What If The Problem Is Poverty?

The Institute of Medicine (IOM) has addressed seven key health care reform questions and offered answers that capture today’s consensus. No surprises, but good clear analyses. But what if the underlying conceptual framework is not an excessive use of services by wrongly incentivized providers but the tragic over-use of services by the poor? Here are seven “what ifs” plus an eighth question.

1. Is health care too expensive?
What if health care is the economy, the major source of jobs and the basis for America’s worker productivity? And what if the problem is an unfair insurance system and inequitable distribution of fiscal responsibility?

2. How much too expensive is it?
What if regional variation is not a manifestation of excessive spending but of income inequality and the intersection of wealth and poverty? And what if differences in price and economic development, rather than waste and inefficiency, differentiate costs among countries?

 3. Where’s the excess?
What if the major excesses are not unwarranted services, fragmented delivery, administrative costs, malpractice expenses and myriad others, all of which contribute, but the costly and inefficient delivery of services to the nation’s poorest?

 4. What’s driving the growth?
What if growth of health care is a necessary constituent of a technologically-advanced nation and factors such as aging and life-style simply define major targets of that growth?

 5. What are the key levers for change?
What if professional regulation and practice incentives are the problem and not the solution?
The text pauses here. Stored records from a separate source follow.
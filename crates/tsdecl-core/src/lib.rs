//! # tsdecl-core
//!
//! A library for compiling Protocol Buffer file descriptors into TypeScript
//! declaration files (`.d.ts`).
//!
//! This crate provides the core functionality for:
//! - Indexing every message and enum of a descriptor set
//! - Resolving type references across files and packages, with import aliases
//! - Mapping field and RPC method shapes to TypeScript types
//! - Rendering deterministic, byte-stable declaration text
//!
//! ## Architecture
//!
//! Data flows strictly in one direction:
//!
//! - [`index`]: descriptor index over the whole request
//! - [`resolver`], [`naming`], [`mapper`]: per-field resolution
//! - [`service`]: RPC call signatures
//! - [`tree`]: namespace tree assembly
//! - [`emit`]: text rendering
//!
//! [`Generator`] drives the pipeline and [`plugin`] speaks the protoc plugin
//! protocol on top of it.
//!
//! ## Example
//!
//! ```no_run
//! use prost::Message;
//! use prost_types::compiler::CodeGeneratorRequest;
//! use std::io::Read;
//!
//! let mut input = Vec::new();
//! std::io::stdin().read_to_end(&mut input)?;
//!
//! let request = CodeGeneratorRequest::decode(input.as_slice())?;
//! for file in tsdecl_core::plugin::compile(&request)? {
//!     println!("{}:\n{}", file.name, file.content);
//! }
//! # Ok::<(), Box<dyn std::error::Error>>(())
//! ```

#![deny(unsafe_code)]
#![warn(missing_docs, rust_2018_idioms, unreachable_pub)]

pub mod comments;
pub mod config;
pub mod emit;
pub mod error;
pub mod generator;
pub mod index;
pub mod mapper;
pub mod naming;
pub mod plugin;
pub mod resolver;
pub mod service;
pub mod tree;

#[cfg(test)]
mod testutil;

// Re-export primary types for convenience
pub use config::{Config, EnumRepresentation, NamingMode};
pub use error::{Error, Result};
pub use generator::{output_name, GeneratedFile, Generator};
pub use index::DescriptorIndex;

/// Crate version for programmatic access
pub const VERSION: &str = env!("CARGO_PKG_VERSION");
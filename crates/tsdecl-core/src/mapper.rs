//! Field type mapping.
//!
//! Maps a protobuf field (type plus cardinality) to a TypeScript type
//! expression. Rules are applied in priority order: map, repeated, scalar,
//! enum reference, message reference.

use crate::config::Config;
use crate::error::{Error, Result};
use crate::index::TypeKind;
use crate::resolver::NameResolver;
use prost_types::field_descriptor_proto::{Label, Type};
use prost_types::FieldDescriptorProto;
use std::fmt;

/// A TypeScript type expression
#[derive(Debug, Clone, PartialEq, Eq)]
pub enum TypeExpr {
    /// `number`
    Number,
    /// `string`
    String,
    /// `boolean`
    Boolean,
    /// `Uint8Array`
    Bytes,
    /// A resolved message or enum path
    Reference(String),
    /// `Array<T>`
    Array(Box<TypeExpr>),
    /// `{ [key: string]: V }`
    Map(Box<TypeExpr>),
}

impl fmt::Display for TypeExpr {
    fn fmt(&self, f: &mut fmt::Formatter<'_>) -> fmt::Result {
        match self {
            TypeExpr::Number => f.write_str("number"),
            TypeExpr::String => f.write_str("string"),
            TypeExpr::Boolean => f.write_str("boolean"),
            TypeExpr::Bytes => f.write_str("Uint8Array"),
            TypeExpr::Reference(path) => f.write_str(path),
            TypeExpr::Array(inner) => write!(f, "Array<{}>", inner),
            TypeExpr::Map(value) => write!(f, "{{ [key: string]: {} }}", value),
        }
    }
}

/// How many values a field holds
#[derive(Debug, Clone, Copy, PartialEq, Eq)]
pub enum Cardinality {
    /// A single optional value
    Singular,
    /// A repeated (non-map) field
    Repeated,
    /// A `map<K, V>` field
    Map,
    /// A member of a real (non-synthetic) oneof
    OneofMember,
}

/// Result of mapping one field
#[derive(Debug, Clone, PartialEq, Eq)]
pub struct MappedField {
    /// The member's type expression
    pub expr: TypeExpr,
    /// The field's cardinality
    pub cardinality: Cardinality,
    /// Fully-qualified name of the synthetic entry message, for map fields
    pub map_entry: Option<String>,
}

/// Where a field lives, for scoped lookups and error context
#[derive(Debug, Clone, Copy)]
pub struct FieldScope<'s> {
    /// Fully-qualified name of the message declaring the field
    pub message: &'s str,
    /// File declaring the message
    pub file: &'s str,
}

/// Maps a field to its type expression.
///
/// Every mapped member is emitted as optional, so the expression never
/// includes `undefined` itself.
pub fn map_field(
    field: &FieldDescriptorProto,
    scope: FieldScope<'_>,
    resolver: &mut NameResolver<'_, '_>,
    config: &Config,
) -> Result<MappedField> {
    let context = format!("field {}.{}", scope.message, field.name());

    if field.label() == Label::Repeated && field_type(field, scope, resolver)? == Type::Message {
        let index = resolver.index();
        let target = index.resolve(field.type_name(), scope.message, scope.file, &context)?;
        if target.is_map_entry() {
            let entry = target.message().ok_or_else(|| unsupported(field, scope, "map entry is not a message"))?;
            let value = entry
                .field
                .iter()
                .find(|f| f.number() == 2)
                .ok_or_else(|| unsupported(field, scope, "map entry has no value field"))?;
            if !entry.field.iter().any(|f| f.number() == 1) {
                return Err(unsupported(field, scope, "map entry has no key field"));
            }

            // The value is rendered inline in the owning message
            let value_expr = map_element(value, scope, resolver, config)?;
            return Ok(MappedField {
                expr: TypeExpr::Map(Box::new(value_expr)),
                cardinality: Cardinality::Map,
                map_entry: Some(target.full_name.clone()),
            });
        }
    }

    let element = map_element(field, scope, resolver, config)?;
    let (expr, cardinality) = if field.label() == Label::Repeated {
        (TypeExpr::Array(Box::new(element)), Cardinality::Repeated)
    } else if field.oneof_index.is_some() && !field.proto3_optional() {
        (element, Cardinality::OneofMember)
    } else {
        (element, Cardinality::Singular)
    };

    Ok(MappedField {
        expr,
        cardinality,
        map_entry: None,
    })
}

/// Maps a single value of a field, ignoring its cardinality
fn map_element(
    field: &FieldDescriptorProto,
    scope: FieldScope<'_>,
    resolver: &mut NameResolver<'_, '_>,
    config: &Config,
) -> Result<TypeExpr> {
    let expr = match field_type(field, scope, resolver)? {
        Type::Double
        | Type::Float
        | Type::Int32
        | Type::Uint32
        | Type::Sint32
        | Type::Fixed32
        | Type::Sfixed32 => TypeExpr::Number,
        Type::Int64 | Type::Uint64 | Type::Sint64 | Type::Fixed64 | Type::Sfixed64 => {
            if config.int64_as_string {
                TypeExpr::String
            } else {
                TypeExpr::Number
            }
        }
        Type::Bool => TypeExpr::Boolean,
        Type::String => TypeExpr::String,
        Type::Bytes => TypeExpr::Bytes,
        Type::Enum | Type::Message | Type::Group => {
            if field.type_name().is_empty() {
                return Err(unsupported(field, scope, "reference field has no type name"));
            }
            let context = format!("field {}.{}", scope.message, field.name());
            let resolved = resolver.resolve(field.type_name(), scope.message, &context)?;
            TypeExpr::Reference(resolved.path)
        }
    };
    Ok(expr)
}

/// Determines the declared type of a field.
///
/// A reference without an explicit type code is classified by looking the
/// name up in the index.
fn field_type(
    field: &FieldDescriptorProto,
    scope: FieldScope<'_>,
    resolver: &NameResolver<'_, '_>,
) -> Result<Type> {
    match field.r#type {
        Some(code) => Type::try_from(code)
            .map_err(|_| unsupported(field, scope, format!("unknown field type code {}", code))),
        None if !field.type_name().is_empty() => {
            let context = format!("field {}.{}", scope.message, field.name());
            let entry =
                resolver
                    .index()
                    .resolve(field.type_name(), scope.message, scope.file, &context)?;
            Ok(match entry.kind() {
                TypeKind::Message => Type::Message,
                TypeKind::Enum => Type::Enum,
            })
        }
        None => Err(unsupported(field, scope, "field has neither a type nor a type name")),
    }
}

fn unsupported(
    field: &FieldDescriptorProto,
    scope: FieldScope<'_>,
    details: impl Into<String>,
) -> Error {
    Error::unsupported_field_shape(scope.message, field.name(), scope.file, details)
}
//! Name resolution across file boundaries.
//!
//! A [`NameResolver`] is created per output file. It turns protobuf type
//! references into paths in the declaration namespace, allocating an import
//! alias whenever a reference points into another file. The alias table and
//! the resolution cache are owned by the resolver, so independent output
//! files never share mutable state.

use crate::error::Result;
use crate::index::{join, DescriptorIndex, TypeEntry, TypeKind};
use std::collections::{HashMap, HashSet};
use tracing::trace;

/// A type reference resolved for one consuming file
#[derive(Debug, Clone, PartialEq, Eq)]
pub struct ResolvedReference {
    /// Path to use in the output, e.g. `SearchRequest.Corpus` or `dep_types.Foo`
    pub path: String,
    /// Import alias the path goes through, if the type lives in another file
    pub alias: Option<String>,
}

/// One import of the generated module
#[derive(Debug, Clone, PartialEq, Eq)]
pub struct Import {
    /// Local alias (`import * as <alias>`)
    pub alias: String,
    /// Proto file the alias stands for
    pub file: String,
    /// Module specifier (`from "<specifier>"`)
    pub specifier: String,
    /// Whether any emitted reference goes through this alias
    pub used: bool,
}

/// Per-file import alias table.
///
/// Aliases are derived from the imported file's path. When two paths derive
/// the same alias, later ones get a numeric suffix in first-seen order.
#[derive(Debug, Default)]
pub struct ImportTable {
    imports: Vec<Import>,
    by_file: HashMap<String, usize>,
    taken: HashSet<String>,
}

impl ImportTable {
    /// Creates an empty table that will never hand out the given names
    pub fn with_reserved<I, S>(reserved: I) -> Self
    where
        I: IntoIterator<Item = S>,
        S: Into<String>,
    {
        Self {
            taken: reserved.into_iter().map(Into::into).collect(),
            ..Self::default()
        }
    }

    /// Returns the alias for a file, allocating one if needed
    pub fn alias_for(&mut self, file: &str) -> &str {
        let idx = match self.by_file.get(file) {
            Some(&idx) => idx,
            None => {
                let base = alias_base(file);
                let mut alias = base.clone();
                let mut n = 1;
                while self.taken.contains(&alias) {
                    n += 1;
                    alias = format!("{}_{}", base, n);
                }

                trace!("Allocated alias {} for {}", alias, file);
                self.taken.insert(alias.clone());
                self.imports.push(Import {
                    alias,
                    file: file.to_string(),
                    specifier: module_specifier(file),
                    used: false,
                });
                self.by_file.insert(file.to_string(), self.imports.len() - 1);
                self.imports.len() - 1
            }
        };
        &self.imports[idx].alias
    }

    fn mark_used(&mut self, file: &str) {
        if let Some(&idx) = self.by_file.get(file) {
            self.imports[idx].used = true;
        }
    }

    /// Imports in allocation order
    pub fn imports(&self) -> &[Import] {
        &self.imports
    }

    /// Consumes the table, returning imports in allocation order
    pub fn into_imports(self) -> Vec<Import> {
        self.imports
    }
}

/// Resolves type references for a single consuming file
#[derive(Debug)]
pub struct NameResolver<'i, 'a> {
    index: &'i DescriptorIndex<'a>,
    file: String,
    imports: ImportTable,
    cache: HashMap<String, ResolvedReference>,
}

impl<'i, 'a> NameResolver<'i, 'a> {
    /// Creates a resolver for `file`.
    ///
    /// The file's direct dependencies get aliases up front, in declaration
    /// order, so alias numbering does not depend on which types are used.
    /// The first segment of the file's own package is reserved so an alias
    /// never shadows the namespace the declarations live in.
    pub fn new(index: &'i DescriptorIndex<'a>, file: &str) -> Self {
        let descriptor = index.file(file);
        let reserved = descriptor
            .map(|d| d.package())
            .and_then(|p| p.split('.').next())
            .filter(|s| !s.is_empty())
            .map(str::to_string);

        let mut imports = ImportTable::with_reserved(reserved);
        if let Some(descriptor) = descriptor {
            for dep in &descriptor.dependency {
                imports.alias_for(dep);
            }
        }

        Self {
            index,
            file: file.to_string(),
            imports,
            cache: HashMap::new(),
        }
    }

    /// The file this resolver produces references for
    pub fn file(&self) -> &str {
        &self.file
    }

    /// The index this resolver looks types up in
    pub fn index(&self) -> &'i DescriptorIndex<'a> {
        self.index
    }

    /// Resolves a reference found in scope `scope` of the consuming file.
    ///
    /// `context` names the field or method holding the reference and is only
    /// used for error reporting.
    pub fn resolve(
        &mut self,
        reference: &str,
        scope: &str,
        context: &str,
    ) -> Result<ResolvedReference> {
        let key = format!("{}\u{0}{}", scope, reference);
        if let Some(hit) = self.cache.get(&key) {
            return Ok(hit.clone());
        }

        let index = self.index;
        let entry = index.resolve(reference, scope, &self.file, context)?;
        let resolved = self.reference_to(entry, scope);
        self.cache.insert(key, resolved.clone());
        Ok(resolved)
    }

    /// Builds the reference to an already looked-up entry, as seen from
    /// declarations of `scope`.
    ///
    /// Same-file references use the package-relative name, unless a message
    /// namespace enclosing `scope` declares a type with the same first
    /// segment. The path is then qualified with the package.
    pub fn reference_to(&mut self, entry: &TypeEntry<'a>, scope: &str) -> ResolvedReference {
        if entry.file == self.file {
            let path = if !entry.package.is_empty() && self.is_shadowed(&entry.local_name, scope) {
                trace!("{} is shadowed in {}, qualifying", entry.local_name, scope);
                format!("{}.{}", entry.package, entry.local_name)
            } else {
                entry.local_name.clone()
            };
            return ResolvedReference { path, alias: None };
        }

        let alias = self.imports.alias_for(entry.file).to_string();
        self.imports.mark_used(entry.file);
        ResolvedReference {
            path: format!("{}.{}", alias, entry.local_name),
            alias: Some(alias),
        }
    }

    /// Whether the first segment of `local_name` is hidden by a nested type of
    /// a message namespace enclosing the declarations of `scope`
    fn is_shadowed(&self, local_name: &str, scope: &str) -> bool {
        let head = local_name.split('.').next().unwrap_or(local_name);
        let mut enclosing = scope.rsplit_once('.').map_or("", |(parent, _)| parent);

        while let Some(owner) = self
            .index
            .get(enclosing)
            .filter(|e| e.kind() == TypeKind::Message)
        {
            if self.index.get(&join(&owner.full_name, head)).is_some() {
                return true;
            }
            enclosing = enclosing.rsplit_once('.').map_or("", |(parent, _)| parent);
        }
        false
    }

    /// Imports allocated so far
    pub fn imports(&self) -> &[Import] {
        self.imports.imports()
    }

    /// Consumes the resolver, returning its imports
    pub fn into_imports(self) -> Vec<Import> {
        self.imports.into_imports()
    }
}

/// Derives an identifier-safe alias from a proto file path
fn alias_base(file: &str) -> String {
    let stem = file.strip_suffix(".proto").unwrap_or(file);
    let mut alias: String = stem
        .chars()
        .map(|c| if c.is_ascii_alphanumeric() || c == '_' { c } else { '_' })
        .collect();
    if alias.is_empty() || alias.starts_with(|c: char| c.is_ascii_digit()) {
        alias.insert(0, '_');
    }
    alias
}

/// Module specifier for an imported proto file
fn module_specifier(file: &str) -> String {
    file.strip_suffix(".proto").unwrap_or(file).to_string()
}

#[cfg(test)]
mod tests {
    use super::*;
    use crate::testutil::{file, message};

    #[test]
    fn test_alias_base() {
        assert_eq!(alias_base("google/protobuf/timestamp.proto"), "google_protobuf_timestamp");
        assert_eq!(alias_base("common-types.proto"), "common_types");
        assert_eq!(alias_base("3d/mesh.proto"), "_3d_mesh");
    }

    #[test]
    fn test_alias_collision_suffix() {
        let mut table = ImportTable::default();
        assert_eq!(table.alias_for("a/b.proto"), "a_b");
        assert_eq!(table.alias_for("a_b.proto"), "a_b_2");
        assert_eq!(table.alias_for("a-b.proto"), "a_b_3");
        // Stable on repeat lookups
        assert_eq!(table.alias_for("a_b.proto"), "a_b_2");
        assert_eq!(table.imports().len(), 3);
        assert_eq!(table.imports()[1].specifier, "a_b");
    }

    #[test]
    fn test_reserved_names_are_skipped() {
        let mut table = ImportTable::with_reserved(["example"]);
        assert_eq!(table.alias_for("example.proto"), "example_2");
    }

    #[test]
    fn test_same_file_reference_is_local() {
        let mut outer = message("Outer", vec![]);
        outer.nested_type.push(message("Inner", vec![]));
        let files = vec![file("a.proto", "pkg", vec![outer], vec![], &[])];
        let index = DescriptorIndex::build(&files).unwrap();

        let mut resolver = NameResolver::new(&index, "a.proto");
        let r = resolver.resolve(".pkg.Outer.Inner", "pkg", "test").unwrap();
        assert_eq!(r.path, "Outer.Inner");
        assert_eq!(r.alias, None);
        assert!(resolver.imports().is_empty());
    }

    #[test]
    fn test_nested_namespace_shadowing_qualifies_path() {
        let mut outer = message("Outer", vec![]);
        outer.nested_type.push(message("Point", vec![]));
        outer.nested_type.push(message("Inner", vec![]));
        let files = vec![file("a.proto", "pkg", vec![message("Point", vec![]), outer], vec![], &[])];
        let index = DescriptorIndex::build(&files).unwrap();
        let mut resolver = NameResolver::new(&index, "a.proto");

        // Inner is declared inside namespace Outer, which has its own Point
        let r = resolver.resolve(".pkg.Point", "pkg.Outer.Inner", "test").unwrap();
        assert_eq!(r.path, "pkg.Point");
        let r = resolver.resolve(".pkg.Outer.Point", "pkg.Outer.Inner", "test").unwrap();
        assert_eq!(r.path, "Outer.Point");

        // Outer itself is declared at package level
        let r = resolver.resolve(".pkg.Point", "pkg.Outer", "test").unwrap();
        assert_eq!(r.path, "Point");
    }

    #[test]
    fn test_cross_file_reference_uses_alias() {
        let mut shared = message("Shared", vec![]);
        shared.nested_type.push(message("Part", vec![]));
        let files = vec![
            file("dep/types.proto", "other", vec![shared], vec![], &[]),
            file("unused.proto", "other", vec![message("Unused", vec![])], vec![], &[]),
            file(
                "main.proto",
                "pkg",
                vec![message("Main", vec![])],
                vec![],
                &["unused.proto", "dep/types.proto"],
            ),
        ];
        let index = DescriptorIndex::build(&files).unwrap();

        let mut resolver = NameResolver::new(&index, "main.proto");
        let r = resolver.resolve(".other.Shared.Part", "pkg.Main", "test").unwrap();
        assert_eq!(r.path, "dep_types.Shared.Part");
        assert_eq!(r.alias.as_deref(), Some("dep_types"));

        let imports = resolver.into_imports();
        assert_eq!(imports.len(), 2);
        assert_eq!(imports[0].alias, "unused");
        assert!(!imports[0].used);
        assert_eq!(imports[1].alias, "dep_types");
        assert_eq!(imports[1].specifier, "dep/types");
        assert!(imports[1].used);
    }

    #[test]
    fn test_distinct_files_get_distinct_aliases() {
        let files = vec![
            file("a/b.proto", "x", vec![message("One", vec![])], vec![], &[]),
            file("a_b.proto", "y", vec![message("Two", vec![])], vec![], &[]),
            file("main.proto", "pkg", vec![], vec![], &["a/b.proto", "a_b.proto"]),
        ];
        let index = DescriptorIndex::build(&files).unwrap();
        let mut resolver = NameResolver::new(&index, "main.proto");

        let one = resolver.resolve(".x.One", "pkg", "test").unwrap();
        let two = resolver.resolve(".y.Two", "pkg", "test").unwrap();
        assert_eq!(one.path, "a_b.One");
        assert_eq!(two.path, "a_b_2.Two");
    }
}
And what if professional autonomy is the friend of quality?

 6. Which initiatives can make a difference?
What if pay-for-value, specification of services and national guidelines distort the clinical process, increase overall costs and impair aggregate outcomes? 

7. How much difference?  
What if more than 10% could be saved if costs for the poorest 25% of the population were the same as for the other 75%?

8. Why does the word “poverty” not appear in the IOM’s list of seven (or anywhere else)?

One comment

  1. Linda D. Green MD

    Working in Prince George’sCounty Maryland fits in exactly with your poverty maps, etc. Inside and outside the beltway in the richest black majority county provides a similar picture. Of interest, our clinic linked to Prince George’s Hospital Center is in the wrong zip code for FQHC designation even tho nearly all our patients come from poor zip codes. Also because we are spread out we don’t qualify for some other resources. Thanks for the recent blogs on poverty – will share with my IM residents.